=== How to complete this task ===
Can you quote, word for word, every line from the first line of the records below through the line containing "buckets addressed here.", and nothing else?

[Stored items]
-*-*-

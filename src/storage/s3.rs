//! S3 storage implementation using OpenDAL.
//!
//! Covers Amazon S3 and S3-compatible services (MinIO, Cloudflare R2). Redshift
//! `UNLOAD` and Snowflake `COPY INTO` both stage into buckets addressed here.

use anyhow::{Result, anyhow};
use async_trait::async_trait;
use opendal::Operator;
use opendal::layers::LoggingLayer;
use opendal::services::S3;
use std::time::Duration;

use super::operator::{OperatorSlot, delete_paths, delete_prefix, list_files, normalize_path};
use super::traits::StorageConnection;
use super::types::{ObjectInfo, StorageConfig, StorageParams, StorageType};

/// S3 storage connection implementation.
pub struct S3Storage {
    config: StorageConfig,
    operator: OperatorSlot,
}

impl S3Storage {
    /// Create a new S3 storage connection.
    pub fn new(config: StorageConfig) -> Self {
        Self {
            config,
            operator: OperatorSlot::default(),
        }
    }

    /// Build the OpenDAL operator.
    fn build_operator(&self) -> Result<Operator> {
        let StorageParams::S3 {
            endpoint,
            region,
            bucket,
            access_key_id,
            secret_access_key,
            path_style,
        } = &self.config.params
        else {
            return Err(anyhow!("Invalid storage params for S3"));
        };

        let mut builder = S3::default().bucket(bucket).region(region);

        // Custom endpoint for S3-compatible services
        if let Some(ep) = endpoint.as_deref().filter(|ep| !ep.is_empty()) {
            builder = builder.endpoint(ep);
        }

        if let (Some(key_id), Some(secret)) = (access_key_id, secret_access_key) {
            builder = builder.access_key_id(key_id).secret_access_key(secret);
        }

        if !path_style {
            builder = builder.enable_virtual_host_style();
        }

        let op = Operator::new(builder)?
            .layer(LoggingLayer::default())
            .finish();

        Ok(op)
    }

    fn bucket(&self) -> &str {
        self.config.params.bucket_name().unwrap_or("unknown")
    }
}

#[async_trait]
impl StorageConnection for S3Storage {
    fn storage_type(&self) -> StorageType {
        StorageType::S3
    }

    fn storage_config(&self) -> &StorageConfig {
        &self.config
    }

    async fn connect(&self) -> Result<()> {
        let op = self.build_operator()?;

        op.check().await.map_err(|e| {
            anyhow!(
                "Failed to connect to S3: {}. Check your credentials and bucket name.",
                e
            )
        })?;

        self.operator.set(Some(op)).await;
        tracing::debug!(bucket = self.bucket(), "Connected to S3");
        Ok(())
    }

    async fn disconnect(&self) -> Result<()> {
        self.operator.set(None).await;
        Ok(())
    }

    async fn is_connected(&self) -> bool {
        self.operator.is_set().await
    }

    async fn list_recursive(&self, path: &str) -> Result<Vec<ObjectInfo>> {
        let op = self.operator.get().await?;
        list_files(&op, path).await
    }

    async fn delete_many(&self, paths: &[String]) -> Result<()> {
        let op = self.operator.get().await?;
        delete_paths(&op, paths).await
    }

    async fn delete_prefix(&self, prefix: &str) -> Result<()> {
        let op = self.operator.get().await?;
        delete_prefix(&op, prefix).await
    }

    async fn presigned_url(&self, path: &str, ttl: Duration) -> Result<String> {
        let op = self.operator.get().await?;
        let request = op.presign_read(normalize_path(path), ttl).await?;
        Ok(request.uri().to_string())
    }

    fn object_uri(&self, path: &str) -> String {
        format!("s3://{}/{}", self.bucket(), normalize_path(path))
    }
}
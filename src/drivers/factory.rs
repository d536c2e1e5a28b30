//! Driver factory.
//!
//! Picks the vendor connector for a configuration's backend and assembles a
//! `Driver` around it.

use std::sync::Arc;

use super::mongobi::MongoBiConnector;
use super::redshift::RedshiftConnector;
use super::snowflake::SnowflakeConnector;
use crate::driver::{Driver, WarehouseDriver};
use crate::error::DriverError;
use crate::storage::{SharedStorageConnection, StorageFactory};
use crate::traits::{BackendKind, Connector, DriverConfig};

/// Factory for creating drivers based on configuration.
///
/// # Example
///
/// ```ignore
/// use warehouse_drivers::drivers::DriverFactory;
/// use warehouse_drivers::traits::{BackendKind, ConnectionParams, DriverConfig};
///
/// let config = DriverConfig::new(
///     "bi".to_string(),
///     BackendKind::MongoBi,
///     ConnectionParams::server("bi.internal".to_string(), 3307, "user".to_string(), "pass".to_string(), "test".to_string()),
/// );
///
/// let driver = DriverFactory::create(config)?;
/// ```
pub struct DriverFactory;

impl DriverFactory {
    /// Create a driver based on the configuration.
    ///
    /// No connection is opened; the pool connects lazily on first use.
    ///
    /// # Arguments
    ///
    /// * `config` - The driver configuration specifying backend and parameters
    ///
    /// # Errors
    ///
    /// Returns `Config` if:
    /// - The configuration is invalid for the backend
    /// - The export bucket configuration is invalid
    pub fn create(config: DriverConfig) -> Result<Driver, DriverError> {
        config.validate().map_err(DriverError::Config)?;

        let connector: Arc<dyn Connector> = match config.backend {
            BackendKind::Redshift => Arc::new(RedshiftConnector::new(&config.params)?),
            BackendKind::MongoBi => Arc::new(MongoBiConnector::new(&config.params)?),
            BackendKind::Snowflake => Arc::new(SnowflakeConnector::new(&config.params)?),
        };

        let storage: Option<SharedStorageConnection> = config
            .export
            .as_ref()
            .map(|export| StorageFactory::create(export.storage.clone()))
            .transpose()
            .map_err(|e| DriverError::Config(format!("{:#}", e)))?;

        tracing::info!(
            driver = %config.name,
            backend = %config.backend,
            "Creating driver"
        );
        Driver::assemble(config, connector, storage)
    }

    /// Create a driver ready to be shared across tasks.
    pub fn create_shared(config: DriverConfig) -> Result<Arc<dyn WarehouseDriver>, DriverError> {
        Ok(Arc::new(Self::create(config)?))
    }

    /// Check if a backend is compiled into this build.
    ///
    /// Snowflake needs the `snowflake` cargo feature.
    pub fn is_supported(backend: BackendKind) -> bool {
        match backend {
            BackendKind::Redshift | BackendKind::MongoBi => true,
            BackendKind::Snowflake => cfg!(feature = "snowflake"),
        }
    }

    /// Get a list of the backends compiled into this build.
    pub fn supported_backends() -> Vec<BackendKind> {
        BackendKind::all()
            .into_iter()
            .filter(|b| Self::is_supported(*b))
            .collect()
    }
}

#[cfg(test)]
mod tests {
    use super::*;
    use crate::storage::{StorageConfig, StorageParams, StorageType};
    use crate::traits::{ConnectionParams, ExportAuth, ExportConfig};

    fn server_params() -> ConnectionParams {
        ConnectionParams::server(
            "cluster.example.com".to_string(),
            5439,
            "loader".to_string(),
            "secret".to_string(),
            "dev".to_string(),
        )
    }

    #[test]
    fn test_factory_validates_config() {
        // Snowflake backend with server params
        let config = DriverConfig::new("test".to_string(), BackendKind::Snowflake, server_params());
        let err = DriverFactory::create(config).unwrap_err();
        assert!(matches!(err, DriverError::Config(_)));
    }

    #[test]
    fn test_factory_creates_redshift_and_mongobi() {
        let redshift = DriverFactory::create(DriverConfig::new(
            "rs".to_string(),
            BackendKind::Redshift,
            server_params(),
        ))
        .unwrap();
        assert_eq!(redshift.backend(), BackendKind::Redshift);
        assert!(redshift.capabilities().supports_export);
        assert_eq!(redshift.pool_status().live, 0);

        let mongobi = DriverFactory::create_shared(DriverConfig::new(
            "bi".to_string(),
            BackendKind::MongoBi,
            server_params(),
        ))
        .unwrap();
        assert!(!mongobi.capabilities().supports_export);
        assert_eq!(mongobi.quote_identifier("t"), "`t`");
    }

    #[test]
    fn test_factory_creates_snowflake_lazily() {
        let driver = DriverFactory::create(DriverConfig::new(
            "sf".to_string(),
            BackendKind::Snowflake,
            ConnectionParams::snowflake(
                "xy12345.us-east-1".to_string(),
                "loader".to_string(),
                "secret".to_string(),
            ),
        ))
        .unwrap();
        assert_eq!(driver.backend(), BackendKind::Snowflake);
    }

    #[test]
    fn test_factory_rejects_bad_export_bucket() {
        let config = DriverConfig::new("rs".to_string(), BackendKind::Redshift, server_params())
            .with_export(ExportConfig {
                storage: StorageConfig::new(
                    "unload".to_string(),
                    StorageType::S3,
                    StorageParams::gcs("bucket".to_string(), None),
                ),
                prefix: String::new(),
                auth: ExportAuth::IamRole {
                    arn: "arn".to_string(),
                },
                url_ttl_secs: 3600,
            });
        assert!(matches!(
            DriverFactory::create(config),
            Err(DriverError::Config(_))
        ));
    }

    #[test]
    fn test_supported_backends() {
        let supported = DriverFactory::supported_backends();
        assert!(supported.contains(&BackendKind::Redshift));
        assert!(supported.contains(&BackendKind::MongoBi));
        assert_eq!(
            supported.contains(&BackendKind::Snowflake),
            cfg!(feature = "snowflake")
        );
    }
}
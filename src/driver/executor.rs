//! Query execution: timeout, retry, and result normalization.

use std::time::{Duration, Instant};

use crate::error::DriverError;
use crate::pool::{ConnectionManager, PooledConnection};
use crate::timeout::with_timeout;
use crate::traits::{
    BackendKind, ColumnDescriptor, ColumnType, QueryResult, RawColumn, RawResult, Row, Value,
    is_read_only,
};

use super::capabilities::Dialect;

/// Per-call options for network operations
#[derive(Debug, Clone, Copy, Default, PartialEq, Eq)]
pub struct QueryOptions {
    /// Statement timeout; the driver's configured default when `None`
    pub timeout: Option<Duration>,
}

impl QueryOptions {
    pub fn with_timeout(timeout: Duration) -> Self {
        Self {
            timeout: Some(timeout),
        }
    }
}

/// One vendor call, run on a single pooled connection.
#[derive(Debug, Clone, Copy)]
enum Call<'a> {
    Execute(&'a str),
    Describe(&'a str),
    Ping,
}

impl Call<'_> {
    fn statement(&self) -> &str {
        match self {
            Call::Execute(sql) | Call::Describe(sql) => sql,
            Call::Ping => "<ping>",
        }
    }

    /// Only calls that cannot change data may run twice.
    fn is_retry_safe(&self) -> bool {
        match self {
            Call::Execute(sql) => is_read_only(sql),
            Call::Describe(_) => true,
            Call::Ping => false,
        }
    }
}

enum Reply {
    Rows(RawResult),
    Columns(Vec<RawColumn>),
    Pong,
}

/// Runs statements through the pool and normalizes what comes back.
#[derive(Debug, Clone)]
pub struct Executor {
    pool: ConnectionManager,
    dialect: Dialect,
    default_timeout: Duration,
}

impl Executor {
    pub fn new(pool: ConnectionManager, dialect: Dialect, default_timeout: Duration) -> Self {
        Self {
            pool,
            dialect,
            default_timeout,
        }
    }

    fn backend(&self) -> BackendKind {
        self.pool.backend()
    }

    /// Statement budget for a call: the caller's, else the configured default.
    pub(crate) fn statement_timeout(&self, options: QueryOptions) -> Duration {
        options.timeout.unwrap_or(self.default_timeout)
    }

    /// A caller budget tighter than the pool's acquire timeout bounds the wait too.
    fn acquire_timeout(&self, options: QueryOptions) -> Duration {
        let pool = self.pool.options().acquire_timeout();
        options.timeout.map_or(pool, |budget| budget.min(pool))
    }

    /// Execute a statement and return the normalized result.
    ///
    /// # Arguments
    ///
    /// * `sql` - The statement to execute
    /// * `options` - Per-call options (timeout)
    ///
    /// # Errors
    ///
    /// `SyntaxError` when the vendor rejects the statement, `ConnectivityError`
    /// when the session fails (read-only statements are retried once first),
    /// `Timeout` when the statement outlives its deadline.
    pub async fn query(&self, sql: &str, options: QueryOptions) -> Result<QueryResult, DriverError> {
        let sql = self.check_statement(sql)?;
        let started = Instant::now();

        let raw = match self.run(Call::Execute(sql), options).await? {
            Reply::Rows(raw) => raw,
            _ => return Err(DriverError::protocol(self.backend(), "unexpected reply to execute")),
        };

        let elapsed = started.elapsed().as_millis();
        tracing::debug!(
            backend = %self.backend(),
            rows = raw.rows.len(),
            elapsed_ms = elapsed as u64,
            "Query finished"
        );
        self.normalize(raw, sql, elapsed)
    }

    /// Describe the result columns of a statement without fetching rows.
    pub async fn describe(
        &self,
        sql: &str,
        options: QueryOptions,
    ) -> Result<Vec<ColumnDescriptor>, DriverError> {
        let sql = self.check_statement(sql)?;
        match self.run(Call::Describe(sql), options).await? {
            Reply::Columns(columns) => Ok(columns
                .iter()
                .map(|c| {
                    let column_type = self
                        .dialect
                        .canonical_type(&c.vendor_type)
                        .unwrap_or(ColumnType::String);
                    ColumnDescriptor::new(&c.name, column_type, &c.vendor_type)
                })
                .collect()),
            _ => Err(DriverError::protocol(self.backend(), "unexpected reply to describe")),
        }
    }

    /// Acquire a connection and ping it.
    pub async fn test_connection(&self, options: QueryOptions) -> Result<(), DriverError> {
        self.run(Call::Ping, options).await.map(|_| ())
    }

    fn check_statement<'a>(&self, sql: &'a str) -> Result<&'a str, DriverError> {
        let sql = sql.trim();
        if sql.is_empty() {
            return Err(DriverError::syntax(self.backend(), "empty statement", sql));
        }
        Ok(sql)
    }

    /// Run a call, retrying once on a fresh connection when that is safe.
    async fn run(&self, call: Call<'_>, options: QueryOptions) -> Result<Reply, DriverError> {
        match self.run_once(call, options).await {
            Err(err) if err.is_retryable() && call.is_retry_safe() => {
                tracing::warn!(
                    backend = %self.backend(),
                    error = %err,
                    "Connectivity failure on read-only statement, retrying once"
                );
                self.run_once(call, options).await
            }
            other => other,
        }
    }

    async fn run_once(&self, call: Call<'_>, options: QueryOptions) -> Result<Reply, DriverError> {
        let mut pooled = self.pool.acquire(self.acquire_timeout(options)).await?;

        let result = self
            .call(&mut pooled, call, self.statement_timeout(options))
            .await;

        if let Err(err) = &result {
            if err.poisons_connection() {
                pooled.mark_failed();
            }
        }
        self.pool.release(pooled).await;
        result
    }

    async fn call(
        &self,
        pooled: &mut PooledConnection,
        call: Call<'_>,
        timeout: Duration,
    ) -> Result<Reply, DriverError> {
        let conn = pooled.connection()?;
        let fut = async {
            match call {
                Call::Execute(sql) => conn.execute(sql).await.map(Reply::Rows),
                Call::Describe(sql) => conn.describe(sql).await.map(Reply::Columns),
                Call::Ping => conn.ping().await.map(|_| Reply::Pong),
            }
        };

        match with_timeout(timeout, fut).await {
            Some(result) => result,
            None => {
                tracing::debug!(
                    backend = %self.backend(),
                    timeout_ms = timeout.as_millis() as u64,
                    "Statement timed out, connection will be discarded"
                );
                Err(DriverError::timeout(self.backend(), timeout, call.statement()))
            }
        }
    }

    /// Map vendor types to canonical types and coerce every value to match.
    ///
    /// Types the mapping does not know are inferred from the first non-null
    /// value of the column.
    pub(crate) fn normalize(
        &self,
        raw: RawResult,
        sql: &str,
        execution_time_ms: u128,
    ) -> Result<QueryResult, DriverError> {
        let columns: Vec<ColumnDescriptor> = raw
            .columns
            .iter()
            .enumerate()
            .map(|(idx, col)| {
                let column_type = self
                    .dialect
                    .canonical_type(&col.vendor_type)
                    .unwrap_or_else(|| infer_column_type(&raw.rows, idx));
                ColumnDescriptor::new(&col.name, column_type, &col.vendor_type)
            })
            .collect();

        let rows = raw
            .rows
            .into_iter()
            .map(|values| {
                // No zip: a short or long row must reach QueryResult::new as is
                Row::new(
                    values
                        .into_iter()
                        .enumerate()
                        .map(|(idx, value)| match columns.get(idx) {
                            Some(col) => value.coerce(col.column_type),
                            None => value,
                        })
                        .collect(),
                )
            })
            .collect();

        QueryResult::new(
            self.backend(),
            columns,
            rows,
            raw.rows_affected,
            execution_time_ms,
            sql.to_string(),
        )
    }
}

fn infer_column_type(rows: &[Vec<Value>], idx: usize) -> ColumnType {
    rows.iter()
        .filter_map(|row| row.get(idx))
        .find(|v| !v.is_null())
        .map(Value::infer_type)
        .unwrap_or(ColumnType::Null)
}
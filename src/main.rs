//! Webdex main entry point
//!
//! This is the command-line interface for the Webdex page indexer.

use anyhow::Context;
use clap::Parser;
use std::path::PathBuf;
use tracing_subscriber::EnvFilter;
use webdex::config::{load_config, Config};
use webdex::crawler::crawl;
use webdex::output::{load_index_statistics, print_index_statistics, print_statistics};
use webdex::sources::{read_url_list, SourceKind};
use webdex::JsonIndexStore;

/// Webdex: a flat JSON index of web resources
///
/// Webdex crawls JSON page feeds, XML sitemaps and repository listings
/// and merges every page it finds into JSON index files keyed by link.
#[derive(Parser, Debug)]
#[command(name = "webdex")]
#[command(version)]
#[command(about = "Builds a flat JSON index of web resources", long_about = None)]
struct Cli {
    /// Path to TOML configuration file
    #[arg(value_name = "CONFIG")]
    config: PathBuf,

    /// Increase logging verbosity (-v, -vv, -vvv)
    #[arg(short, long, action = clap::ArgAction::Count)]
    verbose: u8,

    /// Suppress non-error output
    #[arg(short, long, conflicts_with = "verbose")]
    quiet: bool,

    /// Crawl a single source family
    #[arg(long, value_enum)]
    only: Option<SourceKind>,

    /// Validate config and show what would be crawled without fetching anything
    #[arg(long, conflicts_with = "stats")]
    dry_run: bool,

    /// Show statistics for the index files and exit
    #[arg(long, conflicts_with = "dry_run")]
    stats: bool,
}

#[tokio::main]
async fn main() -> anyhow::Result<()> {
    let cli = Cli::parse();

    setup_logging(cli.verbose, cli.quiet);

    tracing::info!("Loading configuration from: {}", cli.config.display());
    let config = load_config(&cli.config)
        .with_context(|| format!("failed to load {}", cli.config.display()))?;

    if cli.dry_run {
        handle_dry_run(&config, cli.only)
    } else if cli.stats {
        handle_stats(&config)
    } else {
        handle_crawl(config, cli.only).await
    }
}

/// Sets up the logging/tracing subscriber based on verbosity level
fn setup_logging(verbose: u8, quiet: bool) {
    let filter = if quiet {
        EnvFilter::new("error")
    } else {
        match verbose {
            0 => EnvFilter::new("webdex=info,warn"),
            1 => EnvFilter::new("webdex=debug,info"),
            2 => EnvFilter::new("webdex=trace,debug"),
            _ => EnvFilter::new("trace"),
        }
    };

    tracing_subscriber::fmt()
        .with_env_filter(filter)
        .with_target(false)
        .with_thread_ids(false)
        .with_file(false)
        .init();
}

fn selected(only: Option<SourceKind>) -> impl Iterator<Item = SourceKind> {
    SourceKind::ALL
        .into_iter()
        .filter(move |kind| only.map_or(true, |only| only == *kind))
}

/// Handles the --dry-run mode: validates config and shows what would be crawled
fn handle_dry_run(config: &Config, only: Option<SourceKind>) -> anyhow::Result<()> {
    println!("=== Webdex Dry Run ===\n");

    println!("User Agent:");
    println!(
        "  {}",
        webdex::crawler::user_agent_string(&config.user_agent)
    );

    println!("\nIndex:");
    println!("  Pages: {}", config.output.page_index.display());
    println!("  Repositories: {}", config.output.repository_index.display());
    println!("  Scalar merge: {:?}", config.index.scalar_merge);

    println!("\nRepository listings:");
    println!("  Host root: {}", config.repository.host_root);
    println!("  Child titles: {}", config.repository.child_titles);
    println!("  Descendants only: {}", config.repository.descendants_only);

    let mut total = 0;
    for kind in selected(only) {
        match config.sources.list_for(kind) {
            Some(path) => {
                let urls = read_url_list(path)
                    .with_context(|| format!("failed to read {}", path.display()))?;
                println!("\n{} ({} from {}):", kind, urls.len(), path.display());
                for url in &urls {
                    println!("  * {}", url);
                }
                total += urls.len();
            }
            None => println!("\n{}: not configured", kind),
        }
    }

    println!("\n✓ Configuration is valid");
    println!("✓ Would crawl {} source URLs", total);

    Ok(())
}

/// Handles the --stats mode: summarises the index files
fn handle_stats(config: &Config) -> anyhow::Result<()> {
    println!("=== Index Statistics ===\n");

    let paths = [&config.output.page_index, &config.output.repository_index];
    for (i, path) in paths.iter().enumerate() {
        if i > 0 && paths[0] == paths[i] {
            continue;
        }
        let store = JsonIndexStore::new(path.as_path(), config.index.scalar_merge);
        let stats = load_index_statistics(&store)?;
        print_index_statistics(&stats);
        println!();
    }

    Ok(())
}

/// Handles the main crawl operation
async fn handle_crawl(config: Config, only: Option<SourceKind>) -> anyhow::Result<()> {
    match only {
        Some(kind) => tracing::info!("Starting crawl of {} only", kind),
        None => tracing::info!(
            "Starting crawl of {} source families",
            config.sources.configured_count()
        ),
    }

    match crawl(config, only).await {
        Ok(report) => {
            tracing::info!("Crawl completed successfully");
            print_statistics(&report);
            Ok(())
        }
        Err(e) => {
            tracing::error!("Crawl failed: {}", e);
            Err(e.into())
        }
    }
}
//! Webdex: a flat JSON index of web resources
//!
//! This crate crawls Jekyll-style JSON page feeds, XML sitemaps and GitHub
//! repository listings, turns every discovered page into a [`PageRecord`] and
//! merges it into a persistent JSON index keyed by link.

pub mod config;
pub mod crawler;
pub mod output;
pub mod sources;
pub mod storage;

use thiserror::Error;

/// Main error type for Webdex operations
#[derive(Debug, Error)]
pub enum WebdexError {
    #[error("Configuration error: {0}")]
    Config(#[from] ConfigError),

    #[error("Storage error: {0}")]
    Storage(#[from] storage::StorageError),

    #[error("HTTP client error: {0}")]
    Reqwest(#[from] reqwest::Error),

    #[error("URL parse error: {0}")]
    UrlParse(#[from] ::url::ParseError),

    #[error("Failed to read URL list {path}: {source}")]
    UrlList {
        path: String,
        source: std::io::Error,
    },

    #[error("IO error: {0}")]
    Io(#[from] std::io::Error),
}

/// Configuration-specific errors
#[derive(Debug, Error)]
pub enum ConfigError {
    #[error("Failed to read config file: {0}")]
    Io(#[from] std::io::Error),

    #[error("Failed to parse TOML: {0}")]
    Parse(#[from] toml::de::Error),

    #[error("Validation error: {0}")]
    Validation(String),

    #[error("Invalid URL in config: {0}")]
    InvalidUrl(String),
}

/// Result type alias for Webdex operations
pub type Result<T> = std::result::Result<T, WebdexError>;

/// Result type alias for configuration operations
pub type ConfigResult<T> = std::result::Result<T, ConfigError>;

// Re-export commonly used types
pub use config::Config;
pub use sources::{FetchOutcome, Skip, SkipReason, SourceAdapter, SourceKind};
pub use storage::{ChildPage, IndexStore, JsonIndexStore, PageRecord, ScalarMerge};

-*-*-

=== Written answer ===
filename src/storage/s3.rs
//! S3 storage implementation using OpenDAL.
//!
//! Covers Amazon S3 and S3-compatible services (MinIO, Cloudflare R2). Redshift
//! `UNLOAD` and Snowflake `COPY INTO` both stage into buckets addressed here.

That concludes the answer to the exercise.